## AIM OF THE TASK
Line tally for "bool": state how many lines of the entries include it, with no other text.

## SUPPLIED MATERIAL
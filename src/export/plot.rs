//! # 效率谱图表生成
//!
//! 使用 `plotters` 库绘制扫描结果。
//!
//! ## 功能
//! - 单一半径：Qext / Qsca / Qabs 三条曲线
//! - 多个半径且横轴为波长：每个半径一条 Qext 曲线
//! - 横轴可选波长或尺寸参数
//! - 支持 PNG 和 SVG 输出
//!
//! 失败、跳过的点不参与绘图。
//!
//! ## 依赖关系
//! - 被 `commands/sweep.rs` 调用
//! - 使用 `models/sweep.rs` 的 SweepRecord
//! - 使用 `plotters` 渲染图表

use crate::error::{MiescatError, Result};
use crate::models::SweepRecord;

use clap::ValueEnum;
use plotters::prelude::*;
use std::path::Path;

/// 图表横轴
#[derive(Debug, Clone, Copy, ValueEnum, PartialEq, Eq, Default)]
pub enum PlotAxis {
    /// Vacuum wavelength (nm)
    #[default]
    Wavelength,
    /// Size parameter x
    SizeParameter,
}

/// 一条曲线
struct Curve {
    label: String,
    points: Vec<(f64, f64)>,
}

/// 生成效率谱图表
#[allow(clippy::too_many_arguments)]
pub fn generate_efficiency_plot(
    records: &[SweepRecord],
    output_path: &Path,
    title: &str,
    axis: PlotAxis,
    width: u32,
    height: u32,
    use_svg: bool,
) -> Result<()> {
    let curves = build_curves(records, axis);
    if curves.iter().all(|c| c.points.is_empty()) {
        return Err(MiescatError::PlotError(
            "no successfully computed points to plot".to_string(),
        ));
    }

    if use_svg {
        let root = SVGBackend::new(output_path, (width, height)).into_drawing_area();
        draw_chart(&root, &curves, title, axis)?;
        root.present()
            .map_err(|e| MiescatError::PlotError(e.to_string()))?;
    } else {
        let root = BitMapBackend::new(output_path, (width, height)).into_drawing_area();
        draw_chart(&root, &curves, title, axis)?;
        root.present()
            .map_err(|e| MiescatError::PlotError(e.to_string()))?;
    }
    Ok(())
}

/// 从记录构造曲线
fn build_curves(records: &[SweepRecord], axis: PlotAxis) -> Vec<Curve> {
    let axis_value = |r: &SweepRecord| -> Option<f64> {
        match axis {
            PlotAxis::Wavelength => Some(r.point.wavelength_nm),
            PlotAxis::SizeParameter => r.size_parameter,
        }
    };

    let mut radii: Vec<f64> = records
        .iter()
        .filter(|r| r.output().is_some())
        .map(|r| r.point.radius_nm)
        .collect();
    radii.sort_by(|a, b| a.total_cmp(b));
    radii.dedup();

    let sorted = |mut pts: Vec<(f64, f64)>| {
        pts.retain(|(x, y)| x.is_finite() && y.is_finite());
        pts.sort_by(|a, b| a.0.total_cmp(&b.0));
        pts
    };

    if radii.len() > 1 && axis == PlotAxis::Wavelength {
        return radii
            .iter()
            .map(|&radius| Curve {
                label: format!("Qext, r = {:.1} nm", radius),
                points: sorted(
                    records
                        .iter()
                        .filter(|r| r.point.radius_nm == radius)
                        .filter_map(|r| Some((axis_value(r)?, r.output()?.qext)))
                        .collect(),
                ),
            })
            .collect();
    }

    let series = |label: &str, pick: fn(&crate::models::ScatteringOutput) -> f64| Curve {
        label: label.to_string(),
        points: sorted(
            records
                .iter()
                .filter_map(|r| Some((axis_value(r)?, pick(r.output()?))))
                .collect(),
        ),
    };

    vec![
        series("Qext", |o| o.qext),
        series("Qsca", |o| o.qsca),
        series("Qabs", |o| o.qabs),
    ]
}

/// 绘制图表的核心逻辑
fn draw_chart<DB: DrawingBackend>(
    root: &DrawingArea<DB, plotters::coord::Shift>,
    curves: &[Curve],
    title: &str,
    axis: PlotAxis,
) -> Result<()>
where
    DB::ErrorType: 'static,
{
    root.fill(&WHITE)
        .map_err(|e| MiescatError::PlotError(format!("{:?}", e)))?;

    let all_points = curves.iter().flat_map(|c| c.points.iter());
    let (mut x_min, mut x_max, mut y_max) = (f64::INFINITY, f64::NEG_INFINITY, 0.0_f64);
    for &(x, y) in all_points {
        x_min = x_min.min(x);
        x_max = x_max.max(x);
        y_max = y_max.max(y);
    }
    if x_max <= x_min {
        x_min -= 1.0;
        x_max += 1.0;
    }
    let y_top = if y_max > 0.0 { y_max * 1.1 } else { 1.0 };

    let x_desc = match axis {
        PlotAxis::Wavelength => "Wavelength (nm)",
        PlotAxis::SizeParameter => "Size parameter x",
    };

    let mut chart = ChartBuilder::on(root)
        .caption(title, ("sans-serif", 28).into_font())
        .margin(30)
        .x_label_area_size(50)
        .y_label_area_size(70)
        .build_cartesian_2d(x_min..x_max, 0.0..y_top)
        .map_err(|e| MiescatError::PlotError(format!("{:?}", e)))?;

    chart
        .configure_mesh()
        .x_desc(x_desc)
        .y_desc("Efficiency Q")
        .x_label_style(("sans-serif", 16))
        .y_label_style(("sans-serif", 16))
        .axis_desc_style(("sans-serif", 18))
        .draw()
        .map_err(|e| MiescatError::PlotError(format!("{:?}", e)))?;

    for (i, curve) in curves.iter().enumerate() {
        if curve.points.is_empty() {
            continue;
        }
        let color = Palette99::pick(i).to_rgba();

        chart
            .draw_series(LineSeries::new(
                curve.points.iter().copied(),
                color.stroke_width(2),
            ))
            .map_err(|e| MiescatError::PlotError(format!("{:?}", e)))?
            .label(curve.label.clone())
            .legend(move |(x, y)| PathElement::new(vec![(x, y), (x + 20, y)], color.stroke_width(2)));
    }

    chart
        .configure_series_labels()
        .background_style(WHITE.mix(0.8))
        .border_style(BLACK)
        .position(SeriesLabelPosition::UpperRight)
        .draw()
        .map_err(|e| MiescatError::PlotError(format!("{:?}", e)))?;

    Ok(())
}
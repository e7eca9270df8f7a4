//! # 扫描结果数据模型
//!
//! 扫描网格中每个点的输入元组与计算结果。
//! 失败的点保留一行占位记录，保证输出表格为矩形。
//!
//! ## 依赖关系
//! - 被 `sweep/`, `export/`, `commands/sweep.rs` 使用
//! - 使用 `models/scattering.rs`

use crate::models::scattering::ScatteringOutput;

use num_complex::Complex64;

/// 扫描网格中的一个点（长度统一为 nm）
#[derive(Debug, Clone, Copy, PartialEq)]
pub struct SweepPoint {
    /// 真空波长（nm）
    pub wavelength_nm: f64,
    /// 粒子半径（nm）
    pub radius_nm: f64,
}

/// 单点计算状态
#[derive(Debug, Clone, PartialEq)]
pub enum PointOutcome {
    /// 计算成功（可能带诊断）
    Computed(ScatteringOutput),
    /// 计算失败
    Failed(String),
    /// 扫描被停止，未下发
    Skipped,
}

/// 扫描结果表中的一行
#[derive(Debug, Clone, PartialEq)]
pub struct SweepRecord {
    /// 输入点
    pub point: SweepPoint,
    /// 该波长下的粒子折射率（解析失败时为 None）
    pub particle_index: Option<Complex64>,
    /// 尺寸参数
    pub size_parameter: Option<f64>,
    /// 相对折射率
    pub relative_index: Option<Complex64>,
    /// 计算结果
    pub outcome: PointOutcome,
}

impl SweepRecord {
    /// 创建未计算的占位记录
    pub fn pending(point: SweepPoint) -> Self {
        Self {
            point,
            particle_index: None,
            size_parameter: None,
            relative_index: None,
            outcome: PointOutcome::Skipped,
        }
    }

    /// 成功时返回计算输出
    pub fn output(&self) -> Option<&ScatteringOutput> {
        match &self.outcome {
            PointOutcome::Computed(out) => Some(out),
            _ => None,
        }
    }

    /// 状态标签（用于表格导出）
    pub fn status(&self) -> &'static str {
        match &self.outcome {
            PointOutcome::Computed(out) if out.is_unstable() => "unstable",
            PointOutcome::Computed(out) if out.is_degenerate() => "degenerate",
            PointOutcome::Computed(_) => "ok",
            PointOutcome::Failed(_) => "failed",
            PointOutcome::Skipped => "skipped",
        }
    }

    /// 状态说明（错误信息或诊断）
    pub fn message(&self) -> String {
        match &self.outcome {
            PointOutcome::Computed(out) => out
                .diagnostics
                .iter()
                .map(|d| d.to_string())
                .collect::<Vec<_>>()
                .join("; "),
            PointOutcome::Failed(err) => err.clone(),
            PointOutcome::Skipped => "sweep stopped before this point was issued".to_string(),
        }
    }
}
//! # sweep 子命令 CLI 定义
//!
//! 网格既可由命令行参数给出，也可由 `--config` 指定的 TOML 文件给出。
//! 使用配置文件时，输出与执行参数仍然来自命令行。
//!
//! ## 依赖关系
//! - 被 `cli/mod.rs` 使用
//! - 参数传递给 `commands/sweep.rs`

use crate::export::PlotAxis;
use crate::sweep::LengthUnit;

use clap::{Args, ValueEnum};
use std::path::PathBuf;

/// 扫描结果输出格式
#[derive(Debug, Clone, Copy, ValueEnum, PartialEq, Eq)]
pub enum SweepOutputFormat {
    /// CSV result table
    Csv,
    /// PNG efficiency chart
    Png,
    /// SVG efficiency chart
    Svg,
}

/// sweep 子命令参数
#[derive(Args, Debug)]
pub struct SweepArgs {
    // ── 网格 ──
    /// TOML sweep description (replaces the grid flags below)
    #[arg(short, long, conflicts_with_all = ["wavelengths", "sizes", "index", "index_table"])]
    pub config: Option<PathBuf>,

    /// Wavelengths: range "400-800:41" (start-stop:points) or list "450,550,650"
    #[arg(long, required_unless_present = "config")]
    pub wavelengths: Option<String>,

    /// Particle sizes (radii unless --diameter): range or list
    #[arg(long, required_unless_present = "config")]
    pub sizes: Option<String>,

    /// Interpret --sizes as diameters
    #[arg(long, default_value_t = false)]
    pub diameter: bool,

    /// Length unit of --wavelengths and --sizes
    #[arg(long, value_enum, default_value = "nm")]
    pub unit: LengthUnit,

    /// Pair wavelengths and sizes by position instead of the Cartesian product
    #[arg(long, default_value_t = false)]
    pub zip: bool,

    /// Constant complex particle index, e.g. "1.59" or "0.2+3.1i"
    #[arg(short, long, required_unless_present_any = ["config", "index_table"], conflicts_with = "index_table")]
    pub index: Option<String>,

    /// CSV index table with columns wavelength,n,k
    #[arg(long)]
    pub index_table: Option<PathBuf>,

    /// Wavelength unit of the index table
    #[arg(long, value_enum, default_value = "nm")]
    pub table_unit: LengthUnit,

    /// Refractive index of the surrounding medium (real)
    #[arg(long, default_value_t = 1.0)]
    pub medium: f64,

    // ── 输出 ──
    /// Output file
    #[arg(short, long, default_value = "mie_sweep.csv")]
    pub output: PathBuf,

    /// Output format (auto-detected from extension if not specified)
    #[arg(short, long, value_enum)]
    pub format: Option<SweepOutputFormat>,

    /// Horizontal axis of the chart
    #[arg(long, value_enum, default_value = "wavelength")]
    pub axis: PlotAxis,

    /// Chart width in pixels
    #[arg(long, default_value_t = 1200)]
    pub width: u32,

    /// Chart height in pixels
    #[arg(long, default_value_t = 800)]
    pub height: u32,

    /// Chart title
    #[arg(long)]
    pub title: Option<String>,

    /// Overwrite an existing output file
    #[arg(long, default_value_t = false)]
    pub overwrite: bool,

    /// Number of rows to preview in the terminal
    #[arg(long, default_value_t = 10)]
    pub preview: usize,

    // ── 执行 ──
    /// Number of parallel jobs (0 = all cores)
    #[arg(short, long, default_value_t = 0, env = "MIESCAT_JOBS")]
    pub jobs: usize,

    /// Stop issuing new points after the first failure
    #[arg(long, default_value_t = false)]
    pub fail_fast: bool,

    /// Override the series truncation order
    #[arg(long)]
    pub n_max: Option<usize>,
}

## ANSWER AREA
5